* PROBLEM REQUIREMENTS
For the string "payload", find every matching line in the records and copy it.

---------- DATA LISTING ----------

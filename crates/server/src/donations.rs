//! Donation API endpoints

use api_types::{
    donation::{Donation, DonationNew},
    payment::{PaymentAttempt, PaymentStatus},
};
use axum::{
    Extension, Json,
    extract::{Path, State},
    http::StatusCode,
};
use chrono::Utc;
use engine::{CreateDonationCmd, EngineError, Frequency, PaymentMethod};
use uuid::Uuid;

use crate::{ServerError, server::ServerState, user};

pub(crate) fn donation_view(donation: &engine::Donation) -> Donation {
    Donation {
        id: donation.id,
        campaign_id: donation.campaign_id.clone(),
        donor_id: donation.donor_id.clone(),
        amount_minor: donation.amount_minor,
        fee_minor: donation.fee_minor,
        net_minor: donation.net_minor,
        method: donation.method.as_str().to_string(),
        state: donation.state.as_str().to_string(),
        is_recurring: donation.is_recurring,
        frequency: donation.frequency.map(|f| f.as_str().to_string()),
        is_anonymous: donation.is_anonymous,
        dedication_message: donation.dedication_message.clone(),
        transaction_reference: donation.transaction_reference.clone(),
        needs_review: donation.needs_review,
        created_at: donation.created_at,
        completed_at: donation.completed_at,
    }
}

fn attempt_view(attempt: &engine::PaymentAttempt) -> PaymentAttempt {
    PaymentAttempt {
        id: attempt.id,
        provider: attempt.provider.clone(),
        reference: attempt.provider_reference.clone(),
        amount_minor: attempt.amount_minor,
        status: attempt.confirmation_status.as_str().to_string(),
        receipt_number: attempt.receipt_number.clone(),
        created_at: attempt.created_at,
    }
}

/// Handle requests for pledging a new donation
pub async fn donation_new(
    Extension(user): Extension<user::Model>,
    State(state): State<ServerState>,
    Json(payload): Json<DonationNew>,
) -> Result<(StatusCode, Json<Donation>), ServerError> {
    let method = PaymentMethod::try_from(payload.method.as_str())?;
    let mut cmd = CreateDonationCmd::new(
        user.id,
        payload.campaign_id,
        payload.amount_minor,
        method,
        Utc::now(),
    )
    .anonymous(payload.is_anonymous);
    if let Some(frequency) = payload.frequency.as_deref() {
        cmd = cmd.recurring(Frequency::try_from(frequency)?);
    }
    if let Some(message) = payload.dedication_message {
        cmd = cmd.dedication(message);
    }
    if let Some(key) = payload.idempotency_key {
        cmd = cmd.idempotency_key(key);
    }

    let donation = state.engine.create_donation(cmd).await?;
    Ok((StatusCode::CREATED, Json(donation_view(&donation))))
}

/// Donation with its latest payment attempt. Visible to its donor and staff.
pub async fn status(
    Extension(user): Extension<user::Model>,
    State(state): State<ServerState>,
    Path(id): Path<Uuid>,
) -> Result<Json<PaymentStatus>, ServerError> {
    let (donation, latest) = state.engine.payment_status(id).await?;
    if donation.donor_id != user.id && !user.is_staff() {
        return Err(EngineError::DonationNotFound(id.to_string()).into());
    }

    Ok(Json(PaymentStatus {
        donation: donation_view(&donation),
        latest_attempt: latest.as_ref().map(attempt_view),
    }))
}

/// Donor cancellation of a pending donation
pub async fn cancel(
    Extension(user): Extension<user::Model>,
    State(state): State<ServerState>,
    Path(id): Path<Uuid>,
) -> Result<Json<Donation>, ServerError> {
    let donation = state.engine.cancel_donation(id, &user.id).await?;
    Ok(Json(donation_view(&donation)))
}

----------

* YOUR SOLUTION
    Json(payload): Json<DonationNew>,
    let method = PaymentMethod::try_from(payload.method.as_str())?;
        payload.campaign_id,
        payload.amount_minor,
    .anonymous(payload.is_anonymous);
    if let Some(frequency) = payload.frequency.as_deref() {
    if let Some(message) = payload.dedication_message {
    if let Some(key) = payload.idempotency_key {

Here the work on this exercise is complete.